Looking at the data below, state how many lines contain "live". No other words are wanted.

⟨

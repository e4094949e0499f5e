use std::sync::Arc;

use prometheus::{Encoder, Gauge, IntCounterVec, Opts, Registry, TextEncoder};
use tracing::info;
use warp::http::StatusCode;
use warp::{Filter, Rejection, Reply};

use crate::cache::Cache;
use crate::fleet::FleetManager;
use crate::queue::PriorityQueue;
use crate::reliability::FailoverManager;

/// Prometheus registry plus the handful of broker-level gauges/counters that
/// aren't already owned by a component.
pub struct Metrics {
    registry: Registry,
    pub dead_letter_depth: Gauge,
    pub cache_hit_rate: Gauge,
    pub active_bots: Gauge,
    pub coordination_outcomes: IntCounterVec,
}

impl Metrics {
    pub fn new() -> anyhow::Result<Self> {
        let registry = Registry::new();

        let dead_letter_depth = Gauge::with_opts(Opts::new("broker_dead_letter_depth", "messages in the dead-letter queue"))?;
        registry.register(Box::new(dead_letter_depth.clone()))?;

        let cache_hit_rate = Gauge::with_opts(Opts::new("broker_cache_hit_rate", "rolling cache hit rate"))?;
        registry.register(Box::new(cache_hit_rate.clone()))?;

        let active_bots = Gauge::with_opts(Opts::new("broker_active_bots", "bots currently available"))?;
        registry.register(Box::new(active_bots.clone()))?;

        let coordination_outcomes = IntCounterVec::new(
            Opts::new("broker_coordination_outcomes_total", "coordinator admit/drop decisions"),
            &["outcome"],
        )?;
        registry.register(Box::new(coordination_outcomes.clone()))?;

        Ok(Self { registry, dead_letter_depth, cache_hit_rate, active_bots, coordination_outcomes })
    }

    async fn refresh(&self, fleet: &FleetManager, cache: &Cache, queue: &PriorityQueue) {
        self.active_bots.set(fleet.available_bots().await.len() as f64);
        self.cache_hit_rate.set(cache.stats().await.hit_rate());
        self.dead_letter_depth.set(queue.dead_letter_len().await as f64);
    }

    fn encode(&self) -> String {
        let mut buffer = Vec::new();
        let encoder = TextEncoder::new();
        let families = self.registry.gather();
        encoder.encode(&families, &mut buffer).unwrap_or_default();
        String::from_utf8(buffer).unwrap_or_default()
    }
}

/// Serves `/health`, `/ready`, `/live`, and `/metrics` over a composed
/// `warp` filter chain.
pub struct ObservabilityServer {
    metrics: Arc<Metrics>,
    fleet: Arc<FleetManager>,
    cache: Arc<Cache>,
    queue: Arc<PriorityQueue>,
    failover: Arc<FailoverManager>,
    port: u16,
}

impl ObservabilityServer {
    pub fn new(
        metrics: Arc<Metrics>,
        fleet: Arc<FleetManager>,
        cache: Arc<Cache>,
        queue: Arc<PriorityQueue>,
        failover: Arc<FailoverManager>,
        port: u16,
    ) -> Self {
        Self { metrics, fleet, cache, queue, failover, port }
    }

    pub async fn serve(self) {
        let metrics = self.metrics.clone();
        let fleet = self.fleet.clone();
        let cache = self.cache.clone();
        let queue = self.queue.clone();
        let failover = self.failover.clone();

        let health = warp::path("health").and(warp::get()).and_then({
            let failover = failover.clone();
            move || {
                let failover = failover.clone();
                async move { handle_health(failover).await }
            }
        });

        let ready = warp::path("ready").and(warp::get()).map(|| warp::reply::with_status("OK", StatusCode::OK));
        let live = warp::path("live").and(warp::get()).map(|| warp::reply::with_status("OK", StatusCode::OK));

        let metrics_route = warp::path("metrics").and(warp::get()).and_then(move || {
            let metrics = metrics.clone();
            let fleet = fleet.clone();
            let cache = cache.clone();
            let queue = queue.clone();
            async move {
                metrics.refresh(&fleet, &cache, &queue).await;
                Ok::<_, Rejection>(warp::reply::with_header(metrics.encode(), "content-type", "text/plain; version=0.0.4"))
            }
        });

        let routes = health.or(ready).or(live).or(metrics_route);
        info!(port = self.port, "observability server listening");
        warp::serve(routes).run(([0, 0, 0, 0], self.port)).await;
    }
}

async fn handle_health(failover: Arc<FailoverManager>) -> Result<impl Reply, Rejection> {
    let active_incidents = failover.active_events().await.len();
    let status = if active_incidents == 0 { "healthy" } else { "degraded" };
    let body = serde_json::json!({"status": status, "active_incidents": active_incidents});
    Ok(warp::reply::json(&body))
}

#[cfg(test)]
mod tests {
    use super::*;

    #[test]
    fn metrics_registers_without_panicking() {
        let metrics = Metrics::new().unwrap();
        assert!(metrics.encode().is_empty() || metrics.encode().contains("broker_"));
    }
}
use std::collections::HashMap;
use std::sync::Arc;
use std::time::{Duration, Instant};

use serde_json::json;
use tokio::sync::RwLock;
use tracing::{info, warn};

use crate::kv::Kv;
use crate::platform::{CallOutcome, Method, PlatformClient};

#[derive(Debug, Clone, Copy, PartialEq, Eq)]
pub enum BotStatus {
    Healthy,
    RateLimited,
    Error,
    Disabled,
    Unknown,
}

impl BotStatus {
    fn weight(&self) -> u32 {
        match self {
            BotStatus::Healthy => 0,
            BotStatus::Unknown => 50,
            BotStatus::RateLimited => 500,
            BotStatus::Error => 1000,
            BotStatus::Disabled => 10000,
        }
    }
}

#[derive(Debug, Clone)]
pub struct Bot {
    pub id: String,
    pub token: String,
    pub display_name: String,
    pub priority: u32,
    pub max_requests_per_minute: u32,
    pub enabled: bool,
    pub status: BotStatus,
    pub last_heartbeat: Option<Instant>,
    pub last_error: Option<String>,
    pub rate_limit_reset_time: Option<Instant>,
    pub request_count: u32,
    pub request_frame_started_at: Instant,
    pub consecutive_failures: u32,
    pub health_check_count: u64,
}

impl Bot {
    pub fn new(id: impl Into<String>, token: impl Into<String>, priority: u32, max_requests_per_minute: u32) -> Self {
        Self {
            id: id.into(),
            token: token.into(),
            display_name: String::new(),
            priority,
            max_requests_per_minute,
            enabled: true,
            status: BotStatus::Unknown,
            last_heartbeat: None,
            last_error: None,
            rate_limit_reset_time: None,
            request_count: 0,
            request_frame_started_at: Instant::now(),
            consecutive_failures: 0,
            health_check_count: 0,
        }
    }

    /// Rolls the 60-second request-counting frame.
    fn roll_frame(&mut self) {
        if self.request_frame_started_at.elapsed() >= Duration::from_secs(60) {
            self.request_count = 0;
            self.request_frame_started_at = Instant::now();
        }
    }

    pub fn is_available(&self) -> bool {
        if !self.enabled {
            return false;
        }
        if !matches!(self.status, BotStatus::Healthy | BotStatus::Unknown) {
            return false;
        }
        if let Some(reset) = self.rate_limit_reset_time {
            if Instant::now() < reset {
                return false;
            }
        }
        self.request_count < self.max_requests_per_minute
    }

    pub fn load_score(&self) -> i64 {
        self.priority as i64 * 1000
            + self.request_count as i64 * 10
            + self.consecutive_failures as i64 * 100
            + self.status.weight() as i64
    }
}

/// Owns the bot instances and their three periodic loops: health-probe,
/// status-check, heartbeat.
pub struct FleetManager {
    bots: Arc<RwLock<HashMap<String, Bot>>>,
    platform: Arc<dyn PlatformClient>,
    kv: Option<Arc<dyn Kv>>,
}

impl FleetManager {
    pub fn new(platform: Arc<dyn PlatformClient>, kv: Option<Arc<dyn Kv>>) -> Self {
        Self { bots: Arc::new(RwLock::new(HashMap::new())), platform, kv }
    }

    pub async fn register(&self, bot: Bot) {
        self.bots.write().await.insert(bot.id.clone(), bot);
    }

    pub async fn get_best_bot(&self) -> Option<Bot> {
        let bots = self.bots.read().await;
        let mut healthy: Vec<&Bot> = bots.values().filter(|b| b.is_available() && b.status == BotStatus::Healthy).collect();
        healthy.sort_by_key(|b| b.load_score());
        if let Some(b) = healthy.first() {
            return Some((*b).clone());
        }
        let mut available: Vec<&Bot> = bots.values().filter(|b| b.is_available()).collect();
        available.sort_by_key(|b| b.load_score());
        available.first().map(|b| (*b).clone())
    }

    pub async fn available_bots(&self) -> Vec<Bot> {
        self.bots.read().await.values().filter(|b| b.is_available()).cloned().collect()
    }

    pub async fn get(&self, id: &str) -> Option<Bot> {
        self.bots.read().await.get(id).cloned()
    }

    pub async fn mark_rate_limited(&self, bot_id: &str, retry_after: Duration) {
        let mut bots = self.bots.write().await;
        if let Some(bot) = bots.get_mut(bot_id) {
            bot.status = BotStatus::RateLimited;
            bot.rate_limit_reset_time = Some(Instant::now() + retry_after);
            bot.consecutive_failures += 1;
        }
    }

    pub async fn mark_error(&self, bot_id: &str, msg: &str) {
        let mut bots = self.bots.write().await;
        if let Some(bot) = bots.get_mut(bot_id) {
            bot.status = BotStatus::Error;
            bot.last_error = Some(msg.to_string());
            bot.consecutive_failures += 1;
        }
    }

    pub async fn mark_healthy(&self, bot_id: &str) {
        let mut bots = self.bots.write().await;
        if let Some(bot) = bots.get_mut(bot_id) {
            bot.status = BotStatus::Healthy;
            bot.last_error = None;
            bot.consecutive_failures = 0;
            bot.last_heartbeat = Some(Instant::now());
        }
    }

    pub async fn record_request(&self, bot_id: &str) {
        let mut bots = self.bots.write().await;
        if let Some(bot) = bots.get_mut(bot_id) {
            bot.roll_frame();
            bot.request_count += 1;
        }
    }

    async fn probe(&self, bot_id: &str) {
        let token = match self.bots.read().await.get(bot_id) {
            Some(b) => b.token.clone(),
            None => return,
        };
        match self.platform.call(&token, Method::GetMe, json!({})).await {
            Ok(CallOutcome::Ok(_)) => self.mark_healthy(bot_id).await,
            Ok(CallOutcome::RateLimited { retry_after_secs }) => {
                self.mark_rate_limited(bot_id, Duration::from_secs(retry_after_secs)).await
            }
            Ok(CallOutcome::Unauthorized) => self.mark_error(bot_id, "invalid credentials").await,
            Ok(CallOutcome::TopicNotFound) | Ok(CallOutcome::Transient(_)) | Err(_) => {
                self.mark_error(bot_id, "health probe failed").await
            }
        }
        if let Some(bot) = self.bots.write().await.get_mut(bot_id) {
            bot.health_check_count += 1;
        }
    }

    /// Health-probe loop: every `interval`, issue a no-op identity call per
    /// bot and update its status from the outcome.
    pub fn spawn_health_probe_loop(self: Arc<Self>, interval: Duration) {
        tokio::spawn(async move {
            let mut ticker = tokio::time::interval(interval);
            loop {
                ticker.tick().await;
                let ids: Vec<String> = self.bots.read().await.keys().cloned().collect();
                for id in ids {
                    self.probe(&id).await;
                }
            }
        });
    }

    /// Status-check loop (1-minute cadence): recover rate-limited bots past
    /// their reset, re-probe stale healthy bots, back off errored bots.
    pub fn spawn_status_check_loop(self: Arc<Self>) {
        tokio::spawn(async move {
            let mut ticker = tokio::time::interval(Duration::from_secs(60));
            loop {
                ticker.tick().await;
                let snapshot: Vec<(String, BotStatus, Option<Instant>, Option<Instant>, u32)> = self
                    .bots
                    .read()
                    .await
                    .values()
                    .map(|b| (b.id.clone(), b.status, b.rate_limit_reset_time, b.last_heartbeat, b.consecutive_failures))
                    .collect();

                for (id, status, reset, heartbeat, failures) in snapshot {
                    match status {
                        BotStatus::RateLimited => {
                            if reset.map(|r| Instant::now() >= r).unwrap_or(true) {
                                self.probe(&id).await;
                            }
                        }
                        BotStatus::Healthy => {
                            if heartbeat.map(|h| h.elapsed() > Duration::from_secs(300)).unwrap_or(true) {
                                self.probe(&id).await;
                            }
                        }
                        BotStatus::Error | BotStatus::Unknown => {
                            let backoff = Duration::from_secs((60u64 * 2u64.pow(failures.min(5))).min(3600));
                            if heartbeat.map(|h| h.elapsed() > backoff).unwrap_or(true) {
                                self.probe(&id).await;
                            }
                        }
                        BotStatus::Disabled => {}
                    }
                }
            }
        });
    }

    /// Heartbeat loop (30-second cadence): refresh `last_heartbeat` for
    /// enabled bots and mirror status to KV with a 5-minute TTL.
    pub fn spawn_heartbeat_loop(self: Arc<Self>, interval: Duration) {
        tokio::spawn(async move {
            let mut ticker = tokio::time::interval(interval);
            loop {
                ticker.tick().await;
                let mut bots = self.bots.write().await;
                for bot in bots.values_mut().filter(|b| b.enabled) {
                    bot.last_heartbeat = Some(Instant::now());
                    if let Some(kv) = &self.kv {
                        let kv = kv.clone();
                        let key = format!("fleet:bot:{}", bot.id);
                        let value = format!("{:?}", bot.status);
                        tokio::spawn(async move {
                            if let Err(e) = kv.set(&key, &value, Some(Duration::from_secs(300))).await {
                                warn!(error = %e, "failed to mirror bot heartbeat to kv");
                            }
                        });
                    }
                }
            }
        });
    }
}

impl std::fmt::Debug for FleetManager {
    fn fmt(&self, f: &mut std::fmt::Formatter<'_>) -> std::fmt::Result {
        f.debug_struct("FleetManager").finish_non_exhaustive()
    }
}

#[cfg(test)]
mod tests {
    use super::*;
    use crate::kv::LocalKv;
    use async_trait::async_trait;

    struct StubPlatform;
    #[async_trait]
    impl PlatformClient for StubPlatform {
        async fn call(&self, _bot_token: &str, _method: Method, _params: serde_json::Value) -> crate::error::Result<CallOutcome> {
            Ok(CallOutcome::Ok(json!({"ok": true})))
        }
    }

    #[tokio::test]
    async fn load_score_prefers_lower_priority_number() {
        let manager = FleetManager::new(Arc::new(StubPlatform), Some(Arc::new(LocalKv::new())));
        let mut a = Bot::new("a", "tok-a", 1, 30);
        a.status = BotStatus::Healthy;
        let mut b = Bot::new("b", "tok-b", 2, 30);
        b.status = BotStatus::Healthy;
        manager.register(a).await;
        manager.register(b).await;
        let best = manager.get_best_bot().await.unwrap();
        assert_eq!(best.id, "a");
    }

    #[tokio::test]
    async fn unavailable_bot_is_skipped() {
        let manager = FleetManager::new(Arc::new(StubPlatform), None);
        let mut a = Bot::new("a", "tok-a", 1, 30);
        a.status = BotStatus::Error;
        let mut b = Bot::new("b", "tok-b", 5, 30);
        b.status = BotStatus::Healthy;
        manager.register(a).await;
        manager.register(b).await;
        let best = manager.get_best_bot().await.unwrap();
        assert_eq!(best.id, "b");
    }

    #[tokio::test]
    async fn mark_rate_limited_excludes_bot_until_reset() {
        let manager = FleetManager::new(Arc::new(StubPlatform), None);
        let mut a = Bot::new("a", "tok-a", 1, 30);
        a.status = BotStatus::Healthy;
        manager.register(a).await;
        manager.mark_rate_limited("a", Duration::from_secs(60)).await;
        assert!(manager.get_best_bot().await.is_none());
    }
}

⟩

**Your response**
3